>>>>>
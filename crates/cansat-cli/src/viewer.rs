//! Interactive display of a finished terminal run.
//!
//! With the `viz` feature (on by default) the charts open in native windows:
//! altitude and vertical velocity in the main window, the 3D trajectory in a
//! second one that can be rotated. Both block until the operator closes them.

use anyhow::Result;
use cansat_core::SimulationReport;
use std::path::Path;

/// Shows the charts of a finished run.
pub trait Viewer {
    fn show(&self, report: &SimulationReport, png: &Path) -> Result<()>;
}

/// Native plot windows.
#[derive(Debug, Clone, Copy, Default)]
pub struct WindowViewer;

#[cfg(feature = "viz")]
impl Viewer for WindowViewer {
    fn show(&self, report: &SimulationReport, _png: &Path) -> Result<()> {
        window::run(report)
    }
}

#[cfg(not(feature = "viz"))]
impl Viewer for WindowViewer {
    fn show(&self, _report: &SimulationReport, png: &Path) -> Result<()> {
        tracing::warn!(path = %png.display(), "built without plot windows, open the PNG instead");
        Ok(())
    }
}

#[cfg(feature = "viz")]
mod window {
    use cansat_core::SimulationReport;
    use cansat_plot::{Trace, Trace3d};
    use eframe::egui;
    use egui_plot::{Legend, Line, Plot, PlotPoints};

    const TITLE: &str = "CanSat Flight Simulation";

    pub(super) fn run(report: &SimulationReport) -> anyhow::Result<()> {
        let app = FlightWindows::new(report);
        let options = eframe::NativeOptions {
            viewport: egui::ViewportBuilder::default()
                .with_title(TITLE)
                .with_inner_size([1000.0, 800.0]),
            ..Default::default()
        };
        eframe::run_native(TITLE, options, Box::new(|_| Ok(Box::new(app))))
            .map_err(|e| anyhow::anyhow!("plot window failed: {e}"))
    }

    struct FlightWindows {
        apogee: f64,
        altitude: Vec<[f64; 2]>,
        vertical_velocity: Vec<[f64; 2]>,
        trajectory: Vec<[f64; 3]>,
        yaw: f64,   // deg
        pitch: f64, // deg
        trajectory_open: bool,
    }

    impl FlightWindows {
        fn new(report: &SimulationReport) -> Self {
            let pairs = |trace: Trace| trace.points.into_iter().map(|(x, y)| [x, y]).collect();
            Self {
                apogee: report.apogee,
                altitude: pairs(Trace::altitude(&report.solution)),
                vertical_velocity: pairs(Trace::vertical_velocity(&report.solution)),
                trajectory: Trace3d::trajectory(&report.solution)
                    .points
                    .into_iter()
                    .map(|(e, n, u)| [e, n, u])
                    .collect(),
                yaw: 35.0,
                pitch: 20.0,
                trajectory_open: true,
            }
        }

        fn trajectory_ui(&mut self, ctx: &egui::Context) {
            egui::TopBottomPanel::top("view").show(ctx, |ui| {
                ui.horizontal(|ui| {
                    ui.add(egui::Slider::new(&mut self.yaw, -180.0..=180.0).text("Yaw (deg)"));
                    ui.add(egui::Slider::new(&mut self.pitch, -90.0..=90.0).text("Pitch (deg)"));
                });
            });

            let (yaw, pitch) = (self.yaw, self.pitch);
            let pad = self.trajectory.first().copied().unwrap_or_default();
            let reach = axis_length(&self.trajectory);
            let axes = [("East", [reach, 0.0, 0.0]), ("North", [0.0, reach, 0.0]), ("Up", [0.0, 0.0, reach])];

            egui::CentralPanel::default().show(ctx, |ui| {
                Plot::new("trajectory")
                    .data_aspect(1.0)
                    .legend(Legend::default())
                    .show(ui, |plot_ui| {
                        for (name, tip) in axes {
                            let end = [pad[0] + tip[0], pad[1] + tip[1], pad[2] + tip[2]];
                            let points: PlotPoints = vec![project(pad, yaw, pitch), project(end, yaw, pitch)].into();
                            plot_ui.line(Line::new(name, points).color(egui::Color32::GRAY));
                        }
                        let points: PlotPoints = self.trajectory.iter().map(|&p| project(p, yaw, pitch)).collect();
                        plot_ui.line(Line::new("Trajectory", points).color(egui::Color32::DARK_GREEN).width(2.0));
                    });
            });
        }
    }

    impl eframe::App for FlightWindows {
        fn update(&mut self, ctx: &egui::Context, _frame: &mut eframe::Frame) {
            egui::TopBottomPanel::top("header").show(ctx, |ui| {
                ui.heading(format!("Apogee: {:.2} m", self.apogee));
            });

            egui::CentralPanel::default().show(ctx, |ui| {
                let half_h = ui.available_height() / 2.0 - 8.0;

                let points: PlotPoints = self.altitude.iter().copied().collect();
                Plot::new("altitude")
                    .height(half_h)
                    .x_axis_label("Time (s)")
                    .y_axis_label("Altitude (m)")
                    .legend(Legend::default())
                    .show(ui, |plot_ui| {
                        plot_ui.line(Line::new("Altitude", points).color(egui::Color32::BLUE).width(2.0));
                    });

                let points: PlotPoints = self.vertical_velocity.iter().copied().collect();
                Plot::new("vertical_velocity")
                    .height(half_h)
                    .x_axis_label("Time (s)")
                    .y_axis_label("Vertical Velocity (m/s)")
                    .legend(Legend::default())
                    .show(ui, |plot_ui| {
                        plot_ui.line(Line::new("Vertical Velocity", points).color(egui::Color32::RED).width(2.0));
                    });
            });

            if self.trajectory_open {
                ctx.show_viewport_immediate(
                    egui::ViewportId::from_hash_of("trajectory"),
                    egui::ViewportBuilder::default()
                        .with_title("3D Trajectory")
                        .with_inner_size([900.0, 800.0]),
                    |ctx, _class| {
                        self.trajectory_ui(ctx);
                        if ctx.input(|i| i.viewport().close_requested()) {
                            self.trajectory_open = false;
                        }
                    },
                );
            }
        }
    }

    /// Project an (east, north, up) point onto the screen: rotate by `yaw`
    /// about the vertical, then tilt the horizontal plane by `pitch`.
    pub(super) fn project(point: [f64; 3], yaw: f64, pitch: f64) -> [f64; 2] {
        let (sy, cy) = yaw.to_radians().sin_cos();
        let (sp, cp) = pitch.to_radians().sin_cos();
        let [east, north, up] = point;
        let across = east * cy - north * sy;
        let depth = east * sy + north * cy;
        [across, up * cp + depth * sp]
    }

    /// Length of the reference axes: the largest excursion from the pad, at least 1 m.
    pub(super) fn axis_length(points: &[[f64; 3]]) -> f64 {
        let Some(pad) = points.first() else {
            return 1.0;
        };
        points
            .iter()
            .flat_map(|p| (0..3).map(move |i| (p[i] - pad[i]).abs()))
            .fold(1.0, f64::max)
    }
}

#[cfg(all(test, feature = "viz"))]
mod tests {
    use super::window::{axis_length, project};
    use approx::assert_relative_eq;

    #[test]
    fn test_front_view_keeps_altitude() {
        let [x, y] = project([3.0, 7.0, 100.0], 0.0, 0.0);
        assert_relative_eq!(x, 3.0);
        assert_relative_eq!(y, 100.0);
    }

    #[test]
    fn test_yaw_turns_north_into_screen_x() {
        let [x, y] = project([0.0, 5.0, 10.0], -90.0, 0.0);
        assert_relative_eq!(x, 5.0, epsilon = 1e-12);
        assert_relative_eq!(y, 10.0, epsilon = 1e-12);
    }

    #[test]
    fn test_top_down_view_shows_depth() {
        let [_, y] = project([0.0, 4.0, 50.0], 0.0, 90.0);
        assert_relative_eq!(y, 4.0, epsilon = 1e-12);
    }

    #[test]
    fn test_axis_length() {
        assert_eq!(axis_length(&[]), 1.0);
        assert_eq!(axis_length(&[[0.0, 0.0, 20.0], [0.1, 0.0, 20.3]]), 1.0);
        assert_eq!(axis_length(&[[0.0, 0.0, 20.0], [-4.0, 2.0, 80.0]]), 60.0);
    }
}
<<<<<
-- Problem statement --
Check each line in the records above for the word "FlightWindows". Return those that have it.

-- Answer box --
        let app = FlightWindows::new(report);
    struct FlightWindows {
    impl FlightWindows {
    impl eframe::App for FlightWindows {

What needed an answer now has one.